Amar é um verbo sem timão, e talvez por isso eu pouco o use. Mas nesta hora de extrema unção eu vou te dizer o que tu sempre quis ouvir: o amor está além do verbo, além do olhar. Ele está no horizonte dos espelhos, além do mar. Eu sou o que sempre fui e o que sempre serei. Tu és o que sempre foi e o que sempre serás. E nada no mundo será mais intenso do que o verde indivisível do teu olhar.

E eu vou por eles agora te amar. 

quinta-feira, 23 de agosto de 2012

Como eu te vejo

Te defino assim: feito um jardim. Nele há jasmins e narcizeiros, camélias e jacintos, roseiras, girassóis, tulipas e frésias, lírios e outras tantas flores que ninguém conheçe. Nem bem amanhece e tu já mostra a tua beleza, mesmo desregrada, desarrumada, mesmo com o olhar sonolento e embolorado. Pecado nos olhos e na língua, formigas cortadeiras carregando o fado de uma noite mal dormida, indormida nas aquarelas furta-cores da tua alma.

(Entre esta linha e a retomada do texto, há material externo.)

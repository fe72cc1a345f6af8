//! Per-kind axis behaviour.
//!
//! Every [`AxisKind`] resolves to a static [`AxisStrategy`] record; `Axis`
//! keeps the shared logic and delegates only the operations listed there.

mod category;
mod date_time;
mod linear;
mod logarithmic;
mod polar;
mod time_span;

use chrono::Weekday;
use serde::{Deserialize, Serialize};

pub use category::{CategoryBar, CategoryLayout};

use crate::core::axis::Axis;
use crate::core::interval::{CalendarUnit, minor_step, nice_step};
use crate::core::label_format::{LabelLocale, format_number};
use crate::core::range::{ActualRange, DataRange, RangeInputs};
use crate::core::ticks::{TickValues, arithmetic_ticks};
use crate::core::transform::{AxisTransform, ScreenEndpoints};
use crate::core::types::{ScreenPoint, ScreenRect};
use crate::error::{AxisError, AxisResult};

/// Coordinate system of an axis.
#[derive(Debug, Clone, PartialEq)]
pub enum AxisKind {
    Linear,
    Logarithmic(LogarithmicOptions),
    Category(CategoryOptions),
    /// Values are UNIX seconds (UTC).
    DateTime(DateTimeOptions),
    /// Values are elapsed seconds.
    TimeSpan,
    /// Angles of a polar plot; the range maps onto `start_angle..end_angle` degrees.
    Angle { start_angle: f64, end_angle: f64 },
    /// Radii of a polar plot.
    Magnitude,
}

impl AxisKind {
    #[must_use]
    pub fn logarithmic(base: f64) -> Self {
        Self::Logarithmic(LogarithmicOptions::new(base))
    }

    #[must_use]
    pub fn category<I, S>(labels: I) -> Self
    where
        I: IntoIterator<Item = S>,
        S: Into<String>,
    {
        Self::Category(CategoryOptions::new(labels))
    }

    #[must_use]
    pub fn date_time() -> Self {
        Self::DateTime(DateTimeOptions::default())
    }

    #[must_use]
    pub fn angle() -> Self {
        Self::Angle {
            start_angle: 0.0,
            end_angle: 360.0,
        }
    }

    #[must_use]
    pub fn name(&self) -> &'static str {
        self.strategy().name
    }

    #[must_use]
    pub fn is_polar(&self) -> bool {
        matches!(self, Self::Angle { .. } | Self::Magnitude)
    }

    #[must_use]
    pub fn strategy(&self) -> &'static AxisStrategy {
        match self {
            Self::Linear => &linear::STRATEGY,
            Self::Logarithmic(_) => &logarithmic::STRATEGY,
            Self::Category(_) => &category::STRATEGY,
            Self::DateTime(_) => &date_time::STRATEGY,
            Self::TimeSpan => &time_span::STRATEGY,
            Self::Angle { .. } => &polar::ANGLE_STRATEGY,
            Self::Magnitude => &polar::MAGNITUDE_STRATEGY,
        }
    }

    pub(crate) fn validate(&self) -> AxisResult<()> {
        match self {
            Self::Logarithmic(options) => {
                if !options.base.is_finite() || options.base <= 1.0 {
                    return Err(AxisError::InvalidConfiguration(format!(
                        "logarithmic base must be finite and > 1, got {}",
                        options.base
                    )));
                }
            }
            Self::Category(options) => {
                if !options.gap_width.is_finite() || options.gap_width < 0.0 {
                    return Err(AxisError::InvalidConfiguration(
                        "category gap width must be finite and >= 0".to_owned(),
                    ));
                }
            }
            Self::Angle {
                start_angle,
                end_angle,
            } => {
                if !start_angle.is_finite() || !end_angle.is_finite() || start_angle == end_angle {
                    return Err(AxisError::InvalidConfiguration(
                        "angle axis needs distinct finite start/end angles".to_owned(),
                    ));
                }
            }
            Self::Linear | Self::DateTime(_) | Self::TimeSpan | Self::Magnitude => {}
        }
        Ok(())
    }
}

#[derive(Debug, Clone, Copy, PartialEq)]
pub struct LogarithmicOptions {
    pub base: f64,
    /// Snap data-derived bounds outward to integer powers of the base.
    pub power_padding: bool,
}

impl LogarithmicOptions {
    #[must_use]
    pub fn new(base: f64) -> Self {
        Self {
            base,
            power_padding: false,
        }
    }

    #[must_use]
    pub fn with_power_padding(mut self, enabled: bool) -> Self {
        self.power_padding = enabled;
        self
    }
}

#[derive(Debug, Clone, PartialEq)]
pub struct CategoryOptions {
    pub labels: Vec<String>,
    /// Ticks on category centres instead of between categories.
    pub is_tick_centered: bool,
    /// Gap between bar groups relative to the bar width.
    pub gap_width: f64,
}

impl CategoryOptions {
    #[must_use]
    pub fn new<I, S>(labels: I) -> Self
    where
        I: IntoIterator<Item = S>,
        S: Into<String>,
    {
        Self {
            labels: labels.into_iter().map(Into::into).collect(),
            is_tick_centered: false,
            gap_width: 1.0,
        }
    }

    #[must_use]
    pub fn with_tick_centered(mut self, centered: bool) -> Self {
        self.is_tick_centered = centered;
        self
    }

    #[must_use]
    pub fn with_gap_width(mut self, gap_width: f64) -> Self {
        self.gap_width = gap_width;
        self
    }
}

#[derive(Debug, Clone, Copy, PartialEq)]
pub struct DateTimeOptions {
    /// Forced major granularity; `None` picks one from the visible range.
    pub interval_unit: Option<CalendarUnit>,
    pub minor_interval_unit: Option<CalendarUnit>,
    pub first_day_of_week: Weekday,
}

impl Default for DateTimeOptions {
    fn default() -> Self {
        Self {
            interval_unit: None,
            minor_interval_unit: None,
            first_day_of_week: Weekday::Mon,
        }
    }
}

impl DateTimeOptions {
    #[must_use]
    pub fn with_interval_unit(mut self, unit: CalendarUnit) -> Self {
        self.interval_unit = Some(unit);
        self
    }

    #[must_use]
    pub fn with_minor_interval_unit(mut self, unit: CalendarUnit) -> Self {
        self.minor_interval_unit = Some(unit);
        self
    }

    #[must_use]
    pub fn with_first_day_of_week(mut self, day: Weekday) -> Self {
        self.first_day_of_week = day;
        self
    }
}

/// Defaults applied where the axis configuration leaves a value unset.
#[derive(Debug, Clone, Copy, PartialEq)]
pub struct KindDefaults {
    pub padding: f64,
    pub major_step: Option<f64>,
    pub minor_step: Option<f64>,
    pub interactive: bool,
}

impl KindDefaults {
    pub const GEOMETRIC: Self = Self {
        padding: 0.01,
        major_step: None,
        minor_step: None,
        interactive: true,
    };
}

/// Major/minor steps chosen for one layout pass.
#[derive(Debug, Clone, Copy, PartialEq, Serialize, Deserialize)]
pub struct IntervalChoice {
    pub major_step: f64,
    pub minor_step: f64,
    pub major_unit: Option<CalendarUnit>,
    pub minor_unit: Option<CalendarUnit>,
}

impl IntervalChoice {
    #[must_use]
    pub fn plain(major_step: f64, minor_step: f64) -> Self {
        Self {
            major_step,
            minor_step,
            major_unit: None,
            minor_unit: None,
        }
    }
}

/// Operations that differ between axis kinds.
pub struct AxisStrategy {
    pub name: &'static str,
    pub defaults: KindDefaults,
    /// Data value to the space in which the transform is linear.
    pub pre_transform: fn(&AxisKind, f64) -> f64,
    pub post_inverse_transform: fn(&AxisKind, f64) -> f64,
    /// Whether the value lies in the kind's domain.
    pub accepts_value: fn(&AxisKind, f64) -> bool,
    /// Extends the data range before coercion.
    pub prepare_data: fn(&Axis, &mut DataRange),
    pub adjust_range: fn(&Axis, &RangeInputs, &mut ActualRange),
    /// Scale/offset (and polar midpoint) for the laid-out plot area.
    pub solve_transform: fn(&Axis, ScreenRect, ScreenEndpoints) -> (AxisTransform, ScreenPoint),
    /// Resolves steps for `available` pixels, honouring configured overrides.
    pub calculate_intervals: fn(&Axis, f64) -> IntervalChoice,
    pub tick_values: fn(&Axis) -> AxisResult<TickValues>,
    pub format_value: fn(&Axis, f64, LabelLocale) -> String,
}

fn identity(_: &AxisKind, value: f64) -> f64 {
    value
}

fn finite(_: &AxisKind, value: f64) -> bool {
    value.is_finite()
}

fn keep_data(_: &Axis, _: &mut DataRange) {}

fn keep_range(_: &Axis, _: &RangeInputs, _: &mut ActualRange) {}

fn cartesian_transform(
    axis: &Axis,
    rect: ScreenRect,
    endpoints: ScreenEndpoints,
) -> (AxisTransform, ScreenPoint) {
    let strategy = axis.kind().strategy();
    let transformed_min = (strategy.pre_transform)(axis.kind(), axis.actual_minimum());
    let transformed_max = (strategy.pre_transform)(axis.kind(), axis.actual_maximum());
    (
        AxisTransform::solve(endpoints, transformed_min, transformed_max),
        rect.center(),
    )
}

fn geometric_intervals(axis: &Axis, available: f64) -> IntervalChoice {
    let range = axis.actual_maximum() - axis.actual_minimum();
    let major = axis
        .major_step_override()
        .unwrap_or_else(|| nice_step(available, axis.config().interval_length, range));
    let minor = axis
        .minor_step_override()
        .unwrap_or_else(|| minor_step(major));
    IntervalChoice::plain(major, minor)
}

fn arithmetic_tick_values(axis: &Axis) -> AxisResult<TickValues> {
    let minimum = axis.actual_minimum();
    let maximum = axis.actual_maximum();
    let major_ticks = arithmetic_ticks(minimum, maximum, axis.actual_major_step());
    Ok(TickValues {
        major_labels: major_ticks.clone(),
        major_ticks,
        minor_ticks: arithmetic_ticks(minimum, maximum, axis.actual_minor_step()),
    })
}

fn format_geometric(axis: &Axis, value: f64, locale: LabelLocale) -> String {
    format_number(value, &axis.config().label_format, locale)
}
use std::cell::RefCell;
use std::rc::Rc;

use crate::interaction::AxisChangedEvent;

/// Hook notified after every pan, zoom or reset of an axis.
///
/// Observers only see the resulting range; they cannot mutate the axis.
pub trait AxisObserver {
    fn id(&self) -> &str;
    fn on_axis_changed(&mut self, event: &AxisChangedEvent);
}

/// Observer that records every event into a shared buffer.
///
/// Clone the collector before registering it to keep a handle for reading.
#[derive(Debug, Clone, Default)]
pub struct EventCollector {
    id: String,
    events: Rc<RefCell<Vec<AxisChangedEvent>>>,
}

impl EventCollector {
    #[must_use]
    pub fn new(id: impl Into<String>) -> Self {
        Self {
            id: id.into(),
            events: Rc::default(),
        }
    }

    #[must_use]
    pub fn events(&self) -> Vec<AxisChangedEvent> {
        self.events.borrow().clone()
    }

    #[must_use]
    pub fn len(&self) -> usize {
        self.events.borrow().len()
    }

    #[must_use]
    pub fn is_empty(&self) -> bool {
        self.events.borrow().is_empty()
    }
}

impl AxisObserver for EventCollector {
    fn id(&self) -> &str {
        &self.id
    }

    fn on_axis_changed(&mut self, event: &AxisChangedEvent) {
        self.events.borrow_mut().push(event.clone());
    }
}
use super::{
    AxisStrategy, IntervalChoice, KindDefaults, arithmetic_tick_values, cartesian_transform,
    finite, identity, keep_data, keep_range,
};
use crate::core::axis::Axis;
use crate::core::interval::{clock_minor_step, clock_step};
use crate::core::label_format::{
    DEFAULT_TIME_SPAN_PATTERN, LabelFormat, LabelLocale, format_number, format_time_span,
};

pub(super) static STRATEGY: AxisStrategy = AxisStrategy {
    name: "time_span",
    defaults: KindDefaults::GEOMETRIC,
    pre_transform: identity,
    post_inverse_transform: identity,
    accepts_value: finite,
    prepare_data: keep_data,
    adjust_range: keep_range,
    solve_transform: cartesian_transform,
    calculate_intervals,
    tick_values: arithmetic_tick_values,
    format_value,
};

fn calculate_intervals(axis: &Axis, available: f64) -> IntervalChoice {
    let range = (axis.actual_maximum() - axis.actual_minimum()).abs();
    let major = axis
        .major_step_override()
        .unwrap_or_else(|| clock_step(available, axis.config().interval_length, range));
    let minor = axis
        .minor_step_override()
        .unwrap_or_else(|| clock_minor_step(major));
    IntervalChoice::plain(major, minor)
}

fn format_value(axis: &Axis, value: f64, locale: LabelLocale) -> String {
    match &axis.config().label_format {
        LabelFormat::Pattern(pattern) => format_time_span(value, pattern),
        LabelFormat::Auto => format_time_span(value, DEFAULT_TIME_SPAN_PATTERN),
        other => format_number(value, other, locale),
    }
}
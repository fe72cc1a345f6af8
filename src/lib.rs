//! axis-rs: axis transform and adaptive tick engine for 2D plots.
//!
//! Each [`Axis`] maps data values onto screen coordinates, keeps an
//! interactive pan/zoom window separate from its nominal range and picks
//! "nice" tick positions for the pixel space it is given. Linear,
//! logarithmic, category, date-time, time-span and polar (angle/magnitude)
//! axes share the same layout chain and differ only in their [`AxisKind`]
//! strategy.

pub mod api;
pub mod core;
pub mod error;
pub mod extensions;
pub mod interaction;
pub mod render;
pub mod telemetry;

pub use api::{PlotAxes, PlotSnapshot};
pub use core::{Axis, AxisConfig, AxisKind};
pub use error::{AxisError, AxisResult};
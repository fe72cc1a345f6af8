use approx::assert_relative_eq;
use axis_rs::core::{Axis, AxisConfig, AxisKind, AxisPosition, ScreenRect};

fn rect() -> ScreenRect {
    ScreenRect::new(0.0, 0.0, 800.0, 600.0).expect("valid rect")
}

fn bottom_axis(kind: AxisKind, config: AxisConfig) -> Axis {
    let mut axis =
        Axis::new(kind, config.with_position(AxisPosition::Bottom)).expect("axis init");
    axis.update_layout(rect()).expect("layout");
    axis
}

#[test]
fn linear_axis_maps_range_onto_plot_width() {
    let axis = bottom_axis(AxisKind::Linear, AxisConfig::new("x").with_range(-50.0, 250.0));

    assert!((axis.transform(-50.0) - 0.0).abs() <= 1e-9);
    assert!((axis.transform(250.0) - 800.0).abs() <= 1e-9);
    for value in [-50.0, -12.5, 0.0, 17.25, 249.0] {
        let recovered = axis.inverse_transform(axis.transform(value));
        assert!((recovered - value).abs() <= 1e-9);
    }
}

#[test]
fn partial_axis_uses_position_fractions() {
    let axis = bottom_axis(
        AxisKind::Linear,
        AxisConfig::new("x")
            .with_range(0.0, 10.0)
            .with_screen_fractions(0.25, 0.75),
    );

    assert!((axis.transform(0.0) - 200.0).abs() <= 1e-9);
    assert!((axis.transform(10.0) - 600.0).abs() <= 1e-9);
}

#[test]
fn logarithmic_axis_spaces_decades_evenly() {
    let axis = bottom_axis(
        AxisKind::logarithmic(10.0),
        AxisConfig::new("x").with_range(1.0, 1000.0),
    );

    assert_relative_eq!(axis.transform(10.0), 800.0 / 3.0, epsilon = 1e-9);
    assert_relative_eq!(axis.transform(100.0), 1600.0 / 3.0, epsilon = 1e-9);
    assert_relative_eq!(axis.inverse_transform(400.0), 10_f64.powf(1.5), max_relative = 1e-12);
}

#[test]
fn logarithmic_axis_rejects_non_positive_values() {
    let axis = bottom_axis(
        AxisKind::logarithmic(10.0),
        AxisConfig::new("x").with_range(1.0, 1000.0),
    );

    assert!(axis.transform(0.0).is_nan());
    assert!(axis.transform(-5.0).is_nan());
    assert!(!axis.is_valid_value(0.0));
    assert!(axis.is_valid_value(1e-3));
}

#[test]
fn collapsed_overrides_widen_to_hundred() {
    let axis = bottom_axis(AxisKind::Linear, AxisConfig::new("x").with_range(5.0, 5.0));
    assert_eq!(axis.actual_minimum(), 5.0);
    assert_eq!(axis.actual_maximum(), 105.0);
}

#[test]
fn empty_axis_defaults_to_zero_hundred() {
    let axis = bottom_axis(AxisKind::Linear, AxisConfig::new("x"));
    assert_eq!(axis.actual_minimum(), 0.0);
    assert_eq!(axis.actual_maximum(), 100.0);
    assert!(axis.scale().is_finite());
}

#[test]
fn single_value_is_expanded_then_padded() {
    let mut axis = Axis::linear(AxisConfig::new("x").with_position(AxisPosition::Bottom))
        .expect("axis init");
    axis.include(10.0);
    axis.update_layout(rect()).expect("layout");

    assert_relative_eq!(axis.actual_minimum(), 4.9, epsilon = 1e-9);
    assert_relative_eq!(axis.actual_maximum(), 15.1, epsilon = 1e-9);
}

#[test]
fn minimum_range_recenters_narrow_data() {
    let mut axis = Axis::linear(
        AxisConfig::new("x")
            .with_position(AxisPosition::Bottom)
            .with_padding(0.0, 0.0)
            .with_minimum_range(10.0),
    )
    .expect("axis init");
    axis.include(0.0);
    axis.include(1.0);
    axis.update_layout(rect()).expect("layout");

    assert_relative_eq!(axis.actual_minimum(), -4.5, epsilon = 1e-12);
    assert_relative_eq!(axis.actual_maximum(), 5.5, epsilon = 1e-12);
}

#[test]
fn minimum_range_stays_inside_logarithmic_domain() {
    let mut axis = Axis::new(
        AxisKind::logarithmic(10.0),
        AxisConfig::new("x")
            .with_position(AxisPosition::Bottom)
            .with_minimum_range(10.0),
    )
    .expect("axis init");
    axis.include(1.0);
    axis.include(2.0);
    axis.update_layout(rect()).expect("layout");

    assert!(axis.actual_minimum() > 0.0);
    assert!(axis.actual_minimum() <= 1.0);
    assert_relative_eq!(axis.actual_maximum() - axis.actual_minimum(), 10.0, epsilon = 1e-9);
    assert!((axis.transform(axis.actual_minimum())).abs() <= 1e-9);
    assert!((axis.transform(axis.actual_maximum()) - 800.0).abs() <= 1e-9);
}

#[test]
fn absolute_range_clamps_nominal_bounds() {
    let axis = bottom_axis(
        AxisKind::Linear,
        AxisConfig::new("x")
            .with_range(-10.0, 80.0)
            .with_absolute_range(0.0, 50.0),
    );
    assert_eq!(axis.actual_minimum(), 0.0);
    assert_eq!(axis.actual_maximum(), 50.0);
}

#[test]
fn transform_many_matches_scalar_transform() {
    let axis = bottom_axis(AxisKind::Linear, AxisConfig::new("x").with_range(0.0, 8.0));
    let values = [0.0, 1.0, 2.5, 8.0];
    let projected = axis.transform_many(&values);
    for (value, screen) in values.iter().zip(projected) {
        assert!((axis.transform(*value) - screen).abs() <= 1e-12);
    }
}
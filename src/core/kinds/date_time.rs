use super::{
    AxisKind, AxisStrategy, DateTimeOptions, IntervalChoice, KindDefaults, cartesian_transform,
    finite, identity, keep_data, keep_range,
};
use crate::core::axis::Axis;
use crate::core::interval::{CalendarUnit, calendar_interval, calendar_minor_step};
use crate::core::label_format::{LabelFormat, LabelLocale, default_date_pattern, format_date_time};
use crate::core::ticks::{TickValues, arithmetic_ticks, calendar_ticks};
use crate::error::AxisResult;

pub(super) static STRATEGY: AxisStrategy = AxisStrategy {
    name: "date_time",
    defaults: KindDefaults::GEOMETRIC,
    pre_transform: identity,
    post_inverse_transform: identity,
    accepts_value: finite,
    prepare_data: keep_data,
    adjust_range: keep_range,
    solve_transform: cartesian_transform,
    calculate_intervals,
    tick_values,
    format_value,
};

fn options(axis: &Axis) -> DateTimeOptions {
    match axis.kind() {
        AxisKind::DateTime(options) => *options,
        _ => DateTimeOptions::default(),
    }
}

fn calculate_intervals(axis: &Axis, available: f64) -> IntervalChoice {
    let options = options(axis);
    let range = axis.actual_maximum() - axis.actual_minimum();
    let mut interval = calendar_interval(
        available,
        axis.config().interval_length,
        range,
        options.interval_unit,
        options.minor_interval_unit,
    );

    if let Some(major) = axis.major_step_override() {
        interval.major_step = major;
        interval.minor_step =
            calendar_minor_step(major, interval.major_unit, interval.minor_unit);
    }
    if let Some(minor) = axis.minor_step_override() {
        interval.minor_step = minor;
    }

    IntervalChoice {
        major_step: interval.major_step,
        minor_step: interval.minor_step,
        major_unit: Some(interval.major_unit),
        minor_unit: Some(interval.minor_unit),
    }
}

fn ticks_for(axis: &Axis, step: f64, unit: Option<CalendarUnit>) -> AxisResult<Vec<f64>> {
    let minimum = axis.actual_minimum();
    let maximum = axis.actual_maximum();
    match unit {
        Some(unit) if unit.is_calendar_aligned() => {
            calendar_ticks(minimum, maximum, step, unit, options(axis).first_day_of_week)
        }
        _ => Ok(arithmetic_ticks(minimum, maximum, step)),
    }
}

fn tick_values(axis: &Axis) -> AxisResult<TickValues> {
    let major_ticks = ticks_for(axis, axis.actual_major_step(), axis.actual_major_unit())?;
    let minor_ticks = ticks_for(axis, axis.actual_minor_step(), axis.actual_minor_unit())?;
    Ok(TickValues {
        major_labels: major_ticks.clone(),
        major_ticks,
        minor_ticks,
    })
}

fn format_value(axis: &Axis, value: f64, locale: LabelLocale) -> String {
    let pattern = match &axis.config().label_format {
        LabelFormat::Pattern(pattern) => pattern.as_str(),
        _ => default_date_pattern(
            axis.actual_major_unit().unwrap_or(CalendarUnit::Days),
            locale,
        ),
    };
    format_date_time(value, pattern, locale)
}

Foi assim que eu te ví: uma colméia de cores, um arco-íris multicor. Em minha íris eu fotografo a tua imagem, e recapitulo em pedaços o que tu exibe em preto e branco. Um mistério para mim em muitos campos, mas de misteriosos encantos. Um manto negro de alma em luz enegrecida pela fé e que não sabe o seu caminho, mas que precisa de carinho e orientação. Um barco sem timão levado ao sabor do vento no rumo da arrebentação. Foi bem assim que eu te ví.

Agora não. Hoje eu te vejo em tua real coloração, e entendo a dimensão de quem tu és. Atrás de ti há o teu viés, mas por vir há todo o tempo que nos resta. Nada interessa à estrada do destino que tramou o nosso encontro, apenas o que pensamos um do outro. Não interessa o que eu ví quando te olhei, apenas o que eu agora vejo: um jardim. Nele há camélias e jasmins, tulípas e narcizeiros. E uma flor que apenas eu em meu amor conheço.

Hoje eu te vejo com os olhos do coração.


    

quarta-feira, 22 de agosto de 2012

Primaveril

Numa manhã de primavera. Assim eu te espero no tempo, ao relento, sob um céu de estrelas prateadas. Estou germinado, sofrendo uma metamorfose constante, me tornando um novo ser poético. Eu não penso no passado, nas águas que se foram, nem nos sonhos que deixei pra trás. Eu te espero em uma nova manhã de primavera. Semeio sementes boas e de bons frutos, pois o tempo se encarregará do resto. Eu sei o que queres e sei o que quero. Eu apenas te espero.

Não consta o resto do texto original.